The leaching process in at least one leaching tank 1 a/1 b, preferably both, is established at a temperature in the interval 65-105 9 C, preferably around 80 9 C with a slurried electrostatic precipitator ash having a dry substance level in the interval 15-40% by weight being obtained. The leaching process in at least one leaching tank 1 a/1 b is preferably also established such that the slurried electrostatic precipitator ash passing through, and being treated in, the leaching tank in at least two agitation zones, in which agitation zones the slurried electrostatic precipitator ash undergoes repeated gentle agitation in the leaching tank. Test example
By means of the 2 stage process according to the invention, major improvements in recycling useful process chemicals Na and SO 4 to the pulping process while bleeding out chloride and potassium from the electrostatic precipitator ash.

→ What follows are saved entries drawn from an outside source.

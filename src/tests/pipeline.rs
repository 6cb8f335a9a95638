//! End-to-end pipeline tests over an in-memory storage collaborator.

use std::sync::{Arc, Mutex};

use async_trait::async_trait;

use crate::config::SearchConfig;
use crate::core::service::SearchService;
use crate::core::taxonomy::TaxonomyRegistry;
use crate::database::models::ExerciseRow;
use crate::database::query::FilterQuery;
use crate::database::{ExerciseStore, StoreResult};

/// In-memory store that records the queries it receives.
struct RecordingStore {
    rows: Vec<ExerciseRow>,
    queries: Mutex<Vec<FilterQuery>>,
}

impl RecordingStore {
    fn with_rows(rows: Vec<ExerciseRow>) -> Arc<Self> {
        Arc::new(Self {
            rows,
            queries: Mutex::new(Vec::new()),
        })
    }

    fn last_query(&self) -> FilterQuery {
        self.queries.lock().unwrap().last().cloned().unwrap()
    }
}

#[async_trait]
impl ExerciseStore for RecordingStore {
    async fn fetch_exercises(&self, query: &FilterQuery) -> StoreResult<Vec<ExerciseRow>> {
        self.queries.lock().unwrap().push(query.clone());
        Ok(self.rows.clone())
    }
}

fn exercise_row(name: &str) -> ExerciseRow {
    ExerciseRow::new(vec![
        Some("strength".to_string()),
        Some("beginner".to_string()),
        Some("dumbbell".to_string()),
        Some("[\"chest\"]".to_string()),
        Some(format!("[\"{name}/0.jpg\"]")),
        Some("[\"Set up.\", \"Lift.\"]".to_string()),
        Some("push".to_string()),
        Some("compound".to_string()),
        Some(name.to_string()),
    ])
}

fn service(store: Arc<RecordingStore>) -> SearchService {
    SearchService::new(
        store,
        Arc::new(TaxonomyRegistry::new()),
        &SearchConfig::default(),
        "exercises",
    )
}

#[tokio::test]
async fn query_flows_into_wildcard_bound_parameters() {
    let store = RecordingStore::with_rows(vec![exercise_row("incline press")]);
    let response = service(store.clone())
        .search(Some("dumbbell exercises for chest"), 1)
        .await;

    let query = store.last_query();
    assert_eq!(
        query.sql,
        "SELECT * FROM exercises WHERE equipment ILIKE $1 AND primary_muscles ILIKE $2"
    );
    assert_eq!(query.params, vec!["%dumbbell%", "%chest%"]);

    assert_eq!(response.total, 1);
    assert_eq!(response.exercises[0].name, "Incline Press");
    assert_eq!(response.exercises[0].instructions, "1. Set up.\n2. Lift.");
    assert_eq!(
        response.exercises[0].images,
        vec!["/static/images/incline press/0.jpg"]
    );
}

#[tokio::test]
async fn unfiltered_query_binds_nothing() {
    let store = RecordingStore::with_rows(Vec::new());
    let response = service(store.clone()).search(Some("anything zzz"), 1).await;

    let query = store.last_query();
    assert_eq!(query.sql, "SELECT * FROM exercises WHERE 1=1");
    assert!(query.params.is_empty());
    assert_eq!(response.total, 0);
}

#[tokio::test]
async fn results_paginate_after_formatting() {
    let rows: Vec<ExerciseRow> = (0..25).map(|i| exercise_row(&format!("ex {i}"))).collect();
    let store = RecordingStore::with_rows(rows);

    let response = service(store).search(Some("chest"), 3).await;

    assert_eq!(response.total, 25);
    assert_eq!(response.page, 3);
    assert_eq!(response.exercises.len(), 5);
    assert_eq!(response.exercises[0].name, "Ex 20");
}

#[tokio::test]
async fn filter_echoes_last_mention() {
    let store = RecordingStore::with_rows(Vec::new());
    let response = service(store)
        .search(Some("beginner expert barbell"), 1)
        .await;

    assert_eq!(response.filter.level.as_deref(), Some("expert"));
    assert_eq!(response.filter.equipment.as_deref(), Some("barbell"));
    assert!(response.filter.muscle.is_none());
}

#[tokio::test]
async fn malformed_row_fields_do_not_poison_the_page() {
    let mut columns = vec![None; 9];
    columns[0] = Some("strength".to_string());
    columns[4] = Some("[\"ok/0.jpg\"]".to_string());
    columns[5] = Some("not json at all".to_string());
    columns[8] = Some("broken row".to_string());
    let store = RecordingStore::with_rows(vec![ExerciseRow::new(columns)]);

    let response = service(store).search(Some("chest"), 1).await;

    assert_eq!(response.total, 1);
    assert_eq!(response.exercises[0].instructions, "");
    assert_eq!(response.exercises[0].images, vec!["/static/images/ok/0.jpg"]);
}
//! Fuzzy Candidate Matching
//!
//! Scores a token against an ordered candidate set and returns the
//! best-scoring candidate. The similarity metric is a pluggable capability
//! so the concrete algorithm can be swapped without touching callers.

/// Similarity capability: score two strings in [0, 100], higher is closer.
///
/// Implementations must be deterministic for a fixed input pair.
#[cfg_attr(test, mockall::automock)]
pub trait SimilarityScorer: Send + Sync {
    fn score(&self, a: &str, b: &str) -> u8;
}

/// Default scorer: normalized Levenshtein similarity scaled to [0, 100].
#[derive(Debug, Clone, Copy, Default)]
pub struct LevenshteinScorer;

impl SimilarityScorer for LevenshteinScorer {
    fn score(&self, a: &str, b: &str) -> u8 {
        (strsim::normalized_levenshtein(a, b) * 100.0).round() as u8
    }
}

/// Best-scoring candidate for a token.
#[derive(Debug, Clone, PartialEq, Eq)]
pub struct MatchResult {
    /// Canonical candidate key.
    pub key: String,
    /// Similarity score in [0, 100].
    pub score: u8,
}

/// Matcher over an injected similarity scorer.
pub struct FuzzyMatcher {
    scorer: Box<dyn SimilarityScorer>,
}

impl Default for FuzzyMatcher {
    fn default() -> Self {
        Self::new(Box::new(LevenshteinScorer))
    }
}

impl FuzzyMatcher {
    pub fn new(scorer: Box<dyn SimilarityScorer>) -> Self {
        Self { scorer }
    }

    /// Return the highest-scoring candidate, or `None` for an empty set.
    ///
    /// Ties break to the candidate earliest in the supplied ordering.
    pub fn best_match(&self, token: &str, candidates: &[String]) -> Option<MatchResult> {
        let mut best: Option<MatchResult> = None;

        for candidate in candidates {
            let score = self.scorer.score(token, candidate);
            match &best {
                Some(current) if score <= current.score => {}
                _ => {
                    best = Some(MatchResult {
                        key: candidate.clone(),
                        score,
                    });
                }
            }
        }

        best
    }
}
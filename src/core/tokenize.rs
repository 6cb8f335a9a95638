//! Query Tokenization
//!
//! Lowercases a raw query and splits it on word boundaries into an ordered,
//! finite token sequence. The tokenizer is stateless: one instance is
//! created at startup and shared by reference across concurrent requests.

use unicode_segmentation::UnicodeSegmentation;

/// Word tokenizer for search queries.
#[derive(Debug, Clone, Copy, Default)]
pub struct Tokenizer;

impl Tokenizer {
    pub fn new() -> Self {
        Self
    }

    /// Tokenize a query into lowercase words.
    ///
    /// Splits on whitespace and punctuation boundaries; punctuation-only
    /// segments are dropped. Empty input yields an empty sequence.
    pub fn tokenize(&self, query: &str) -> Tokens {
        let lowered = query.to_lowercase();
        let words: Vec<String> = lowered
            .unicode_words()
            .map(|w| w.to_string())
            .collect();
        Tokens {
            words: words.into_iter(),
        }
    }
}

/// Ordered, finite, non-restartable token sequence.
#[derive(Debug)]
pub struct Tokens {
    words: std::vec::IntoIter<String>,
}

impl Iterator for Tokens {
    type Item = String;

    fn next(&mut self) -> Option<String> {
        self.words.next()
    }

    fn size_hint(&self) -> (usize, Option<usize>) {
        self.words.size_hint()
    }
}
//! Crate-internal test suites
//!
//! Cross-module pipeline tests and property-based tests; single-module unit
//! tests live next to their modules.

mod pipeline;
mod property;
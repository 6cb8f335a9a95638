pub mod extract;
pub mod format;
pub mod fuzzy;
pub mod logging;
pub mod paginate;
pub mod service;
pub mod taxonomy;
pub mod tokenize;
//! Filter Query Construction
//!
//! Turns a [`ParameterSet`] into a parameterized conjunctive predicate.
//! Parameter binding is positional: the parameter list order matches the
//! fixed field order (level, equipment, muscle) exactly.

use crate::core::extract::ParameterSet;

/// A parameterized query: SQL text plus its ordered bind values.
#[derive(Debug, Clone, PartialEq, Eq)]
pub struct FilterQuery {
    pub sql: String,
    pub params: Vec<String>,
}

/// Build the exercise filter query for one request.
///
/// Each set field contributes a case-insensitive contains condition and a
/// wildcard-wrapped bind value. With no fields set the predicate matches
/// all rows. Only configuration supplies the table name; user-derived
/// values are always bound, never interpolated.
pub fn build_filter_query(table: &str, params: &ParameterSet) -> FilterQuery {
    let fields = [
        ("level", &params.level),
        ("equipment", &params.equipment),
        ("primary_muscles", &params.muscle),
    ];

    let mut conditions = Vec::new();
    let mut bound: Vec<String> = Vec::new();

    for (column, value) in fields {
        if let Some(value) = value {
            conditions.push(format!("{} ILIKE ${}", column, bound.len() + 1));
            bound.push(format!("%{value}%"));
        }
    }

    let where_clause = if conditions.is_empty() {
        "1=1".to_string()
    } else {
        conditions.join(" AND ")
    };

    FilterQuery {
        sql: format!("SELECT * FROM {table} WHERE {where_clause}"),
        params: bound,
    }
}
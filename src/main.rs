use std::sync::Arc;

use anyhow::Context;

use fitsearch::config::AppConfig;
use fitsearch::core::paginate::parse_page;
use fitsearch::core::service::SearchService;
use fitsearch::core::taxonomy::TaxonomyRegistry;
use fitsearch::database::Database;

#[tokio::main]
async fn main() -> anyhow::Result<()> {
    let _log_guard = fitsearch::core::logging::init();
    tracing::info!("fitsearch v{} starting", fitsearch::VERSION);

    let args: Vec<String> = std::env::args().skip(1).collect();
    let query = args.first().cloned();
    let page = parse_page(args.get(1).map(String::as_str));

    let config = AppConfig::load();
    let database = Database::connect(&config.storage)
        .await
        .context("failed to connect to exercise storage")?;

    let service = SearchService::new(
        Arc::new(database),
        Arc::new(TaxonomyRegistry::new()),
        &config.search,
        config.storage.table.clone(),
    );

    let response = service.search(query.as_deref(), page).await;

    if let Some(error) = &response.error {
        eprintln!("{error}");
        std::process::exit(1);
    }

    println!(
        "Page {} — showing {} of {} result(s)",
        response.page,
        response.exercises.len(),
        response.total
    );
    if !response.filter.is_empty() {
        println!(
            "Filter: level={} equipment={} muscle={}",
            response.filter.level.as_deref().unwrap_or("-"),
            response.filter.equipment.as_deref().unwrap_or("-"),
            response.filter.muscle.as_deref().unwrap_or("-"),
        );
    }

    for exercise in &response.exercises {
        println!("\n{} ({})", exercise.name, exercise.category);
        if !exercise.instructions.is_empty() {
            println!("{}", exercise.instructions);
        }
        for image in &exercise.images {
            println!("  image: {image}");
        }
    }

    Ok(())
}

One case study was based on an electrostatic precipitator ash having the following composition;
Component % by weight
Cl 8.1
K 4.0
Na 30.4
SO 4 57.0
CO 3 0.5
success has been achieved in improving recovery of the Na and SO 4 content from 75-80% using the 1 stage process to over 90% using the two stage process. The losses of Na and SO 4 in this example have thus been reduced from 25-30% down to 5-10%.
The chlorides and potassium are bled out via the liquid fraction from the first centrifugal separation stage, with at least 0.5-2.0 ton of liquid fraction per ton of electrostatic precipitator ash being forwarded to effluent or further working-up. By means of the 2-stage process, it was found possible to separate over 85% of its chloride and potassium content from the electrostatic precipitator ash.